Ich hoffe Du bist nicht gestürzt! Das Wiesenstück war unumgänglich, aber das Panorama ist der Wahnsinn,
falls Du das noch gesehen hast!

Stefan


----------



## Rotwild85 (11. Juni 2018)

Ne nicht gestürtzt, paast schon! War insgesamt lanschaftlich ne super strecke, leider bekommt
man davon im Rennen ja immer viel zu wenig davon mit!


----------



## MTB-News.de




----------



## ghostmuc (11. Juni 2018)

Fand es auch top.
Ich hätte aber einen kleinen "Kritikpunkt"
Ich weiß nicht wie die Strecken für nicht Rennfahrer als Rennstrecken erkennbar waren. Mir ist klar das man nicht alle Wege sperren kann, soll man ja auch nicht.
Aber als ich mit ca 4 anderen ein langes Downhill Stück mit Speed runter bin kamen uns nach einer Kurve ein älteres Paar wandernd entgegen.
Ausweichen war kein Problem, aber die beiden haben anscheinend doch nen Schreck bekommen und uns nachgeschrien.
Auch wenn es ein Rennen war, letztendlich sind es diese Erlebnisse die unser Image nicht gerade verbessern.
Vielleicht wäre es möglich zumindest an manchen schnellen Stücken Schilder anzubringen das hier ein Rennen stattfindet und die anderen mit schnellen Begegnungen rechnen sollen


----------



## raimi-27 (11. Juni 2018)

Achja was mir noch eingefallen ist.

Bin die Strecke B gefahren, und hier ging’s vor dem Ziel auch auf einer Wiese entlang.
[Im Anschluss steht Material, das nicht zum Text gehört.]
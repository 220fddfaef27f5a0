//! Discrete match events: goals, cards, shots, substitutions, and the
//! generalized incident rows.
//!
//! Events are immutable once recorded; the only mutation they ever see is
//! cascading deletion when their parent fixture is removed. Team and player
//! references are soft: the event row outlives a deleted dimension row with
//! the reference set to NULL.

use serde::{Deserialize, Serialize};
use serde_json::Value;

use crate::{Error, Result};

// ─── Match clock ─────────────────────────────────────────────────────────────

/// Which period of the match a minute falls in.
#[derive(Debug, Clone, Copy, PartialEq, Eq, Serialize, Deserialize)]
pub enum Half {
  #[serde(rename = "1")]
  First,
  #[serde(rename = "2")]
  Second,
  #[serde(rename = "ET1")]
  ExtraFirst,
  #[serde(rename = "ET2")]
  ExtraSecond,
}

impl Half {
  /// Derive the half from a base minute (added time excluded). Minutes past
  /// 120 have no half marker.
  pub fn from_minute(minute: i64) -> Option<Self> {
    match minute {
      i64::MIN..=45 => Some(Self::First),
      46..=90 => Some(Self::Second),
      91..=105 => Some(Self::ExtraFirst),
      106..=120 => Some(Self::ExtraSecond),
      _ => None,
    }
  }

  pub fn as_str(self) -> &'static str {
    match self {
      Self::First => "1",
      Self::Second => "2",
      Self::ExtraFirst => "ET1",
      Self::ExtraSecond => "ET2",
    }
  }

  pub fn parse(s: &str) -> Result<Self> {
    match s {
      "1" => Ok(Self::First),
      "2" => Ok(Self::Second),
      "ET1" => Ok(Self::ExtraFirst),
      "ET2" => Ok(Self::ExtraSecond),
      other => Err(Error::UnknownHalf(other.to_owned())),
    }
  }
}

// ─── Goals ───────────────────────────────────────────────────────────────────

#[derive(Debug, Clone, Serialize, Deserialize)]
pub struct Goal {
  pub id:               i64,
  pub fixture_id:       i64,
  pub team_id:          Option<i64>,
  pub player_id:        Option<i64>,
  pub assist_player_id: Option<i64>,
  pub goal_minute:      Option<i64>,
  pub added_time:       Option<i64>,
  pub match_minute:     Option<i64>,
  pub half:             Option<Half>,
  /// Feed classification: "regular", "penalty", "ownGoal", ...
  pub goal_type:        Option<String>,
  pub is_own_goal:      bool,
  pub incident_id:      Option<i64>,
}

#[derive(Debug, Clone, Serialize, Deserialize)]
pub struct NewGoal {
  pub team_id:          Option<i64>,
  pub player_id:        Option<i64>,
  pub assist_player_id: Option<i64>,
  pub goal_minute:      Option<i64>,
  pub added_time:       Option<i64>,
  pub match_minute:     Option<i64>,
  pub half:             Option<Half>,
  pub goal_type:        Option<String>,
  pub is_own_goal:      bool,
  pub incident_id:      Option<i64>,
}

// ─── Cards ───────────────────────────────────────────────────────────────────

#[derive(Debug, Clone, Serialize, Deserialize)]
pub struct Card {
  pub id:           i64,
  pub fixture_id:   i64,
  pub team_id:      Option<i64>,
  pub player_id:    Option<i64>,
  pub card_minute:  Option<i64>,
  pub added_time:   Option<i64>,
  pub match_minute: Option<i64>,
  pub yellow:       bool,
  /// Second yellow leading to a dismissal; implies both `yellow` and `red`.
  pub yellow_2:     bool,
  pub red:          bool,
  pub reason:       Option<String>,
  pub rescinded:    bool,
  pub incident_id:  Option<i64>,
}

#[derive(Debug, Clone, Serialize, Deserialize)]
pub struct NewCard {
  pub team_id:      Option<i64>,
  pub player_id:    Option<i64>,
  pub card_minute:  Option<i64>,
  pub added_time:   Option<i64>,
  pub match_minute: Option<i64>,
  pub yellow:       bool,
  pub yellow_2:     bool,
  pub red:          bool,
  pub reason:       Option<String>,
  pub rescinded:    bool,
  pub incident_id:  Option<i64>,
}

// ─── Shots ───────────────────────────────────────────────────────────────────

/// One shot from the shotmap. Coordinate blobs are kept as raw JSON; their
/// shape is the feed's business.
#[derive(Debug, Clone, Serialize, Deserialize)]
pub struct Shot {
  pub id:                     i64,
  pub fixture_id:             i64,
  /// Feed-assigned shot ID, unique within a fixture.
  pub shot_id:                i64,
  pub team_id:                Option<i64>,
  pub player_id:              Option<i64>,
  pub shot_type:              Option<String>,
  pub goal_type:              Option<String>,
  pub situation:              Option<String>,
  pub body_part:              Option<String>,
  pub goal_mouth_location:    Option<String>,
  pub player_coordinates:     Option<Value>,
  pub goal_mouth_coordinates: Option<Value>,
  pub draw_coordinates:       Option<Value>,
  pub xg:                     Option<f64>,
  pub xgot:                   Option<f64>,
  pub minute:                 Option<i64>,
  pub added_time:             Option<i64>,
}

#[derive(Debug, Clone, Serialize, Deserialize)]
pub struct NewShot {
  pub shot_id:                i64,
  pub team_id:                Option<i64>,
  pub player_id:              Option<i64>,
  pub shot_type:              Option<String>,
  pub goal_type:              Option<String>,
  pub situation:              Option<String>,
  pub body_part:              Option<String>,
  pub goal_mouth_location:    Option<String>,
  pub player_coordinates:     Option<Value>,
  pub goal_mouth_coordinates: Option<Value>,
  pub draw_coordinates:       Option<Value>,
  pub xg:                     Option<f64>,
  pub xgot:                   Option<f64>,
  pub minute:                 Option<i64>,
  pub added_time:             Option<i64>,
}

// ─── Substitutions ───────────────────────────────────────────────────────────

#[derive(Debug, Clone, Serialize, Deserialize)]
pub struct Substitution {
  pub id:            i64,
  pub fixture_id:    i64,
  pub team_id:       Option<i64>,
  pub player_in_id:  Option<i64>,
  pub player_out_id: Option<i64>,
  pub minute:        Option<i64>,
  pub added_time:    Option<i64>,
  pub match_minute:  Option<i64>,
  pub half:          Option<Half>,
  /// Forced by injury rather than tactical.
  pub injury:        bool,
  pub incident_id:   Option<i64>,
}

#[derive(Debug, Clone, Serialize, Deserialize)]
pub struct NewSubstitution {
  pub team_id:       Option<i64>,
  pub player_in_id:  Option<i64>,
  pub player_out_id: Option<i64>,
  pub minute:        Option<i64>,
  pub added_time:    Option<i64>,
  pub match_minute:  Option<i64>,
  pub half:          Option<Half>,
  pub injury:        bool,
  pub incident_id:   Option<i64>,
}

// ─── Generic incidents ───────────────────────────────────────────────────────

/// Incident families that land in the wide `incidents` table rather than one
/// of the specifically-typed event tables.
#[derive(Debug, Clone, Copy, PartialEq, Eq, Serialize, Deserialize)]
#[serde(rename_all = "camelCase")]
pub enum IncidentType {
  /// Period boundary: HT, FT, match end of extra time.
  Period,
  /// Injury-time announcement for a half.
  InjuryTime,
  /// VAR review outcome.
  VarDecision,
  /// Penalty awarded (and taken) in open play.
  InGamePenalty,
}

impl IncidentType {
  pub fn as_str(self) -> &'static str {
    match self {
      Self::Period => "period",
      Self::InjuryTime => "injuryTime",
      Self::VarDecision => "varDecision",
      Self::InGamePenalty => "inGamePenalty",
    }
  }

  pub fn parse(s: &str) -> Result<Self> {
    match s {
      "period" => Ok(Self::Period),
      "injuryTime" => Ok(Self::InjuryTime),
      "varDecision" => Ok(Self::VarDecision),
      "inGamePenalty" => Ok(Self::InGamePenalty),
      other => Err(Error::UnknownIncidentType(other.to_owned())),
    }
  }
}

/// A row in the wide `incidents` table.
///
/// Which optional columns are populated depends on `incident_type`; the full
/// raw feed payload is always retained in `incident_data` so nothing the
/// typed columns miss is lost.
#[derive(Debug, Clone, Serialize, Deserialize)]
pub struct Incident {
  pub id:                  i64,
  pub fixture_id:          i64,
  pub incident_type:       IncidentType,
  pub incident_id:         Option<i64>,
  pub team_id:             Option<i64>,
  pub player_id:           Option<i64>,
  pub minute:              Option<i64>,
  pub added_time:          Option<i64>,
  pub match_minute:        Option<i64>,
  pub half:                Option<Half>,
  // period
  pub text:                Option<String>,
  pub home_score:          Option<i64>,
  pub away_score:          Option<i64>,
  pub is_live:             bool,
  pub time_seconds:        Option<i64>,
  pub period_time_seconds: Option<i64>,
  // injuryTime
  pub length:              Option<i64>,
  // varDecision
  pub confirmed:           bool,
  pub incident_class:      Option<String>,
  // inGamePenalty
  pub reason:              Option<String>,
  pub description:         Option<String>,
  pub incident_data:       Value,
}

#[derive(Debug, Clone, Serialize, Deserialize)]
pub struct NewIncident {
  pub incident_type:       IncidentType,
  pub incident_id:         Option<i64>,
  pub team_id:             Option<i64>,
  pub player_id:           Option<i64>,
  pub minute:              Option<i64>,
  pub added_time:          Option<i64>,
  pub match_minute:        Option<i64>,
  pub half:                Option<Half>,
  pub text:                Option<String>,
  pub home_score:          Option<i64>,
  pub away_score:          Option<i64>,
  pub is_live:             bool,
  pub time_seconds:        Option<i64>,
  pub period_time_seconds: Option<i64>,
  pub length:              Option<i64>,
  pub confirmed:           bool,
  pub incident_class:      Option<String>,
  pub reason:              Option<String>,
  pub description:         Option<String>,
  pub incident_data:       Value,
}

// ─── Batches ─────────────────────────────────────────────────────────────────

/// Everything one incidents payload yields for a fixture, split by family.
#[derive(Debug, Clone, Default)]
pub struct MatchEvents {
  pub goals:         Vec<NewGoal>,
  pub cards:         Vec<NewCard>,
  pub substitutions: Vec<NewSubstitution>,
  pub incidents:     Vec<NewIncident>,
}

impl MatchEvents {
  pub fn is_empty(&self) -> bool {
    self.goals.is_empty()
      && self.cards.is_empty()
      && self.substitutions.is_empty()
      && self.incidents.is_empty()
  }
}

/// How many rows of each family a [`MatchEvents`] write actually inserted
/// (duplicates from re-ingestion are skipped).
#[derive(Debug, Clone, Copy, Default, PartialEq, Eq)]
pub struct EventCounts {
  pub goals:         usize,
  pub cards:         usize,
  pub substitutions: usize,
  pub incidents:     usize,
}

impl EventCounts {
  pub fn total(self) -> usize {
    self.goals + self.cards + self.substitutions + self.incidents
  }
}

#[cfg(test)]
mod tests {
  use super::*;

  #[test]
  fn half_boundaries() {
    assert_eq!(Half::from_minute(1), Some(Half::First));
    assert_eq!(Half::from_minute(45), Some(Half::First));
    assert_eq!(Half::from_minute(46), Some(Half::Second));
    assert_eq!(Half::from_minute(90), Some(Half::Second));
    assert_eq!(Half::from_minute(91), Some(Half::ExtraFirst));
    assert_eq!(Half::from_minute(105), Some(Half::ExtraFirst));
    assert_eq!(Half::from_minute(106), Some(Half::ExtraSecond));
    assert_eq!(Half::from_minute(120), Some(Half::ExtraSecond));
    assert_eq!(Half::from_minute(121), None);
  }

  #[test]
  fn incident_type_markers_round_trip() {
    for t in [
      IncidentType::Period,
      IncidentType::InjuryTime,
      IncidentType::VarDecision,
      IncidentType::InGamePenalty,
    ] {
      assert_eq!(IncidentType::parse(t.as_str()).unwrap(), t);
    }
    assert!(IncidentType::parse("corner").is_err());
  }
}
Hier müsste auch was gemacht werden da Genussfahrer was teilgenommen haben auch zum überholen waren (sehr enge Stelle), und das war dann nicht ohne für beide Teilnehmer ob ehrgeizige oder wie gesagt Genussfahrer.


----------



## FatAlbert (11. Juni 2018)

Ich bin die C gefahren und bin vom Streckenverlauf und der Organisation voll begeistert. Gute Streckenplanung ohne Engstellen am Beginn und anspruchsvollere Trailpassagen erst, nachdem sich das Feld auseinandergezogen hatte.
Werde nächstes Jahr sicher wiederkommen.
Als Verbesserungsvorschlag hätte ich: Ähnlich der Einordnung bei der Salzkammergut-Trophy könnte man eine Klassifizierung der Strecken nach dem technischem Anspruch angeben.


----------



## ettan (14. Juni 2018)

Ich bin auch die C gefahren, aber ich fand der Trail nach dem ersten Berg war eigentlich eine komplette Schiebestrecke und zum fahren viel zu gefährlich. 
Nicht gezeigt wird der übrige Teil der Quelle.